Give the data again exactly, stopping after the "use futures::StreamExt;" line.

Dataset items
+--

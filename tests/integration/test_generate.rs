//! Integration tests for the streaming generate endpoint.
//!
//! These tests run the router on a real TCP port and talk to it with an
//! HTTP client, covering incremental delivery, error statuses and
//! cancellation on client disconnect.

use std::sync::Arc;
use std::time::Duration;

use focal_tutor::testing::ScriptedModel;
use focal_tutor::{
    create_router, AppState, Config, ErrorResponse, GenerationGateway, HealthResponse,
    LlmErrorKind, LlmProvider, CATEGORY_HEADER,
};
use futures::StreamExt;
use tokio::time::timeout;

/// Spawns the API on an ephemeral port and returns its base URL.
async fn spawn_server(state: AppState) -> (String, tokio::task::JoinHandle<()>) {
    let listener = tokio::net::TcpListener::bind("127.0.0.1:0")
        .await
        .expect("Failed to bind");
    let addr = listener.local_addr().expect("Failed to get local addr");
    let router = create_router(state);

    let handle = tokio::spawn(async move {
        axum::serve(listener, router).await.expect("Server failed");
    });

    (format!("http://{addr}"), handle)
}

fn scripted_state(model: &ScriptedModel) -> AppState {
    AppState::new(
        Config::default(),
        GenerationGateway::single(Arc::new(model.clone())),
    )
}

async fn post_generate(base: &str, body: serde_json::Value) -> reqwest::Response {
    reqwest::Client::new()
        .post(format!("{base}/api/generate"))
        .json(&body)
        .send()
        .await
        .expect("Request failed")
}

// ============================================================================
// Streaming
// ============================================================================

#[tokio::test]
async fn test_answer_arrives_incrementally() {
    let model = ScriptedModel::new()
        .classify_as("math")
        .with_chunks(["### summary\n", "Linear equation.\n", "### answer\n", "x = 2"])
        .with_delay(Duration::from_millis(30));
    let (base, _server) = spawn_server(scripted_state(&model)).await;

    let response = post_generate(
        &base,
        serde_json::json!({
            "prompt": "2x+3=7を解いて",
            "options": {"summary": true, "answer": true},
            "sliders": {"understanding": 0.2, "politeness": 0.9}
        }),
    )
    .await;

    assert_eq!(response.status(), 200);
    assert_eq!(response.headers()[CATEGORY_HEADER], "math");

    let mut body = response.bytes_stream();
    let mut pieces = 0;
    let mut text = String::new();
    while let Some(chunk) = timeout(Duration::from_secs(5), body.next())
        .await
        .expect("Timeout waiting for chunk")
    {
        let chunk = chunk.expect("Body error");
        text.push_str(std::str::from_utf8(&chunk).expect("Invalid UTF-8"));
        pieces += 1;
    }

    assert!(pieces > 1, "answer was delivered in one piece");
    assert_eq!(text, "### summary\nLinear equation.\n### answer\nx = 2");
}

#[tokio::test]
async fn test_echo_provider_answers_offline() {
    let config = Config {
        llm_provider: LlmProvider::Echo,
        ..Config::default()
    };
    let gateway = config.gateway().expect("Echo needs no credentials");
    let (base, _server) = spawn_server(AppState::new(config, gateway)).await;

    let response = post_generate(
        &base,
        serde_json::json!({
            "prompt": "Why is the sky blue?",
            "options": {"guidance": true, "answer": true}
        }),
    )
    .await;

    assert_eq!(response.status(), 200);
    assert_eq!(response.headers()[CATEGORY_HEADER], "other");
    let text = response.text().await.expect("Body error");
    assert!(text.starts_with("### guidance\n"));
    assert!(text.contains("### answer\n"));
    assert!(text.contains("Why is the sky blue?"));
    assert!(!text.contains("### summary"));
}

// ============================================================================
// Errors
// ============================================================================

#[tokio::test]
async fn test_empty_submission_is_rejected() {
    let model = ScriptedModel::new().with_chunks(["x"]);
    let (base, _server) = spawn_server(scripted_state(&model)).await;

    let response = post_generate(&base, serde_json::json!({"prompt": "", "images": []})).await;

    assert_eq!(response.status(), 400);
    let error: ErrorResponse = response.json().await.expect("Invalid error body");
    assert!(error.error.contains("Enter a question"));
    assert!(model.requests().is_empty());
}

#[tokio::test]
async fn test_model_failure_before_first_chunk_is_bad_gateway() {
    let model = ScriptedModel::new()
        .classify_as("physics")
        .with_chunks(["never"])
        .fail_after(0, LlmErrorKind::Authentication, "401");
    let (base, _server) = spawn_server(scripted_state(&model)).await;

    let response = post_generate(&base, serde_json::json!({"prompt": "What is torque?"})).await;

    assert_eq!(response.status(), 502);
    let error: ErrorResponse = response.json().await.expect("Invalid error body");
    assert_eq!(error.category.map(|c| c.as_str()), Some("physics"));
    assert!(error.error.contains("authentication"));
    assert!(!error.error.contains("401"));
}

#[tokio::test]
async fn test_oversized_body_is_rejected() {
    let model = ScriptedModel::new().with_chunks(["x"]);
    let config = Config {
        max_request_bytes: 1024,
        ..Config::default()
    };
    let state = AppState::new(config, GenerationGateway::single(Arc::new(model.clone())));
    let (base, _server) = spawn_server(state).await;

    let response = post_generate(
        &base,
        serde_json::json!({"prompt": "x".repeat(4096)}),
    )
    .await;

    assert_eq!(response.status(), 413);
    assert!(model.requests().is_empty());
}

// ============================================================================
// Cancellation
// ============================================================================

#[tokio::test]
async fn test_client_disconnect_cancels_model_stream() {
    let model = ScriptedModel::new()
        .with_chunks((0..200).map(|i| format!("word{i} ")))
        .with_delay(Duration::from_millis(20));
    let (base, _server) = spawn_server(scripted_state(&model)).await;

    let response = post_generate(&base, serde_json::json!({"prompt": "Tell me a story"})).await;
    assert_eq!(response.status(), 200);

    let mut body = response.bytes_stream();
    let first = body.next().await.expect("No chunk").expect("Body error");
    assert!(!first.is_empty());
    drop(body);

    let mut dropped = false;
    for _ in 0..100 {
        if model.streams_dropped() == 1 {
            dropped = true;
            break;
        }
        tokio::time::sleep(Duration::from_millis(20)).await;
    }
    assert!(dropped, "model stream outlived the client connection");
}

// ============================================================================
// Health
// ============================================================================

#[tokio::test]
async fn test_health_endpoint() {
    let model = ScriptedModel::new();
    let (base, _server) = spawn_server(scripted_state(&model)).await;

    let health: HealthResponse = reqwest::get(format!("{base}/api/health"))
        .await
        .expect("Request failed")
        .json()
        .await
        .expect("Invalid health body");

    assert_eq!(health.status, "ok");
    assert_eq!(health.provider, "scripted");
    assert_eq!(health.model, Config::default().model);
}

+--

[Result]:
filename tests/integration/test_generate.rs
//! Integration tests for the streaming generate endpoint.
//!
//! These tests run the router on a real TCP port and talk to it with an
//! HTTP client, covering incremental delivery, error statuses and
//! cancellation on client disconnect.

use std::sync::Arc;
use std::time::Duration;

use focal_tutor::testing::ScriptedModel;
use focal_tutor::{
    create_router, AppState, Config, ErrorResponse, GenerationGateway, HealthResponse,
    LlmErrorKind, LlmProvider, CATEGORY_HEADER,
};
use futures::StreamExt;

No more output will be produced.